impl<'f, F: Fingerprinter + ?Sized> Hasher<'f, F> {
    /// A hasher renaming files under `root`, keeping `length` hex chars.
    pub fn new(root: &Path, fingerprinter: &'f F, length: usize) -> Self {
        Self {
            root: root.to_path_buf(),
            fingerprinter,
            length,
            retry_budget: DEFAULT_RETRY_BUDGET,
            builder: RenameMapBuilder::new(),
            assigned: HashMap::new(),
            taken: HashSet::new(),
            total_bytes: 0,
        }
    }

    pub fn with_retry_budget(mut self, attempts: u32) -> Self {
        self.retry_budget = attempts;
        self
    }

    /// Fingerprint and rename one tier of assets.
    ///
    /// Records already present in the map are skipped, so each asset is
    /// hashed exactly once per build.
    pub fn hash_tier(&mut self, records: &[AssetRecord]) -> Result<Vec<HashedAsset>, HashError> {
        let mut pending: Vec<&AssetRecord> = records
            .iter()
            .filter(|r| !self.builder.view().contains(&r.rel_path))
            .collect();
        pending.sort();
        pending.dedup_by(|a, b| a.rel_path == b.rel_path);

        let root = &self.root;
        let fingerprinter = self.fingerprinter;
        let length = self.length;
        let digested: Vec<Digested> = pending
            .par_iter()
            .map(|record| digest_asset(root, fingerprinter, length, record))
            .collect::<Result<_, _>>()?;

        let mut hashed = Vec::with_capacity(digested.len());
        for d in digested {
            let original = d.record.rel_path.clone();
            let target = self.assign(&d)?;
            if target != original {
                fs::rename(self.root.join(&original), self.root.join(&target))?;
            }
            debug!("hashed {} -> {}", original, target);
            self.builder.insert(original.clone(), target.clone());
            self.total_bytes += d.bytes;
            hashed.push(HashedAsset {
                original,
                hashed: target,
                bytes: d.bytes,
            });
        }
        Ok(hashed)
    }

    /// Everything mapped so far, for rewriting files between tiers.
    pub fn rename_map(&self) -> &RenameMap {
        self.builder.view()
    }

    /// Total size of all hashed assets, in bytes.
    pub fn total_bytes(&self) -> u64 {
        self.total_bytes
    }

    /// End the hashing phase. The returned map can no longer change.
    pub fn finish(self) -> RenameMap {
        self.builder.freeze()
    }

    fn assign(&mut self, d: &Digested) -> Result<String, HashError> {
        let original = &d.record.rel_path;
        let mut candidate = d.fingerprint.clone();
        let mut target = hashed_rel_path(original, &candidate);

        for attempt in 0..=self.retry_budget {
            if attempt > 0 {
                candidate = perturb(&d.content_id, attempt, self.length);
                target = hashed_rel_path(original, &candidate);
            }
            if self.is_free(&candidate, &d.content_id, &target, original) {
                if attempt > 0 {
                    warn!(
                        "fingerprint collision for {}: {} taken, using {}",
                        original, d.fingerprint, candidate
                    );
                }
                self.assigned.insert(candidate, d.content_id.clone());
                self.taken.insert(target.clone());
                return Ok(target);
            }
        }

        Err(HashError::RenameConflict {
            path: original.clone(),
            hashed: target,
            attempts: self.retry_budget + 1,
        })
    }

    fn is_free(&self, fingerprint: &str, content_id: &str, target: &str, source: &str) -> bool {
        if self
            .assigned
            .get(fingerprint)
            .is_some_and(|owner| owner != content_id)
        {
            return false;
        }
        if self.taken.contains(target) {
            return false;
        }
        target == source || !self.root.join(target).exists()
    }
}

— Task requirements —
Print the records above once again, exactly as written.

— Result of the task —
impl<'f, F: Fingerprinter + ?Sized> Hasher<'f, F> {
    /// A hasher renaming files under `root`, keeping `length` hex chars.
    pub fn new(root: &Path, fingerprinter: &'f F, length: usize) -> Self {
        Self {
            root: root.to_path_buf(),
            fingerprinter,
            length,
            retry_budget: DEFAULT_RETRY_BUDGET,
            builder: RenameMapBuilder::new(),
            assigned: HashMap::new(),
            taken: HashSet::new(),
            total_bytes: 0,
        }
    }

    pub fn with_retry_budget(mut self, attempts: u32) -> Self {
        self.retry_budget = attempts;
        self
    }

    /// Fingerprint and rename one tier of assets.
    ///
    /// Records already present in the map are skipped, so each asset is
    /// hashed exactly once per build.
    pub fn hash_tier(&mut self, records: &[AssetRecord]) -> Result<Vec<HashedAsset>, HashError> {
        let mut pending: Vec<&AssetRecord> = records
            .iter()
            .filter(|r| !self.builder.view().contains(&r.rel_path))
            .collect();
        pending.sort();
        pending.dedup_by(|a, b| a.rel_path == b.rel_path);

        let root = &self.root;
        let fingerprinter = self.fingerprinter;
        let length = self.length;
        let digested: Vec<Digested> = pending
            .par_iter()
            .map(|record| digest_asset(root, fingerprinter, length, record))
            .collect::<Result<_, _>>()?;

        let mut hashed = Vec::with_capacity(digested.len());
        for d in digested {
            let original = d.record.rel_path.clone();
            let target = self.assign(&d)?;
            if target != original {
                fs::rename(self.root.join(&original), self.root.join(&target))?;
            }
            debug!("hashed {} -> {}", original, target);
            self.builder.insert(original.clone(), target.clone());
            self.total_bytes += d.bytes;
            hashed.push(HashedAsset {
                original,
                hashed: target,
                bytes: d.bytes,
            });
        }
        Ok(hashed)
    }

    /// Everything mapped so far, for rewriting files between tiers.
    pub fn rename_map(&self) -> &RenameMap {
        self.builder.view()
    }

    /// Total size of all hashed assets, in bytes.
    pub fn total_bytes(&self) -> u64 {
        self.total_bytes
    }

    /// End the hashing phase. The returned map can no longer change.
    pub fn finish(self) -> RenameMap {
        self.builder.freeze()
    }

    fn assign(&mut self, d: &Digested) -> Result<String, HashError> {
        let original = &d.record.rel_path;
        let mut candidate = d.fingerprint.clone();
        let mut target = hashed_rel_path(original, &candidate);

        for attempt in 0..=self.retry_budget {
            if attempt > 0 {
                candidate = perturb(&d.content_id, attempt, self.length);
                target = hashed_rel_path(original, &candidate);
            }
            if self.is_free(&candidate, &d.content_id, &target, original) {
                if attempt > 0 {
                    warn!(
                        "fingerprint collision for {}: {} taken, using {}",
                        original, d.fingerprint, candidate
                    );
                }
                self.assigned.insert(candidate, d.content_id.clone());
                self.taken.insert(target.clone());
                return Ok(target);
            }
        }

        Err(HashError::RenameConflict {
            path: original.clone(),
            hashed: target,
            attempts: self.retry_budget + 1,
        })
    }

    fn is_free(&self, fingerprint: &str, content_id: &str, target: &str, source: &str) -> bool {
        if self
            .assigned
            .get(fingerprint)
            .is_some_and(|owner| owner != content_id)
        {
            return false;
        }
        if self.taken.contains(target) {
            return false;
        }
        target == source || !self.root.join(target).exists()
    }
}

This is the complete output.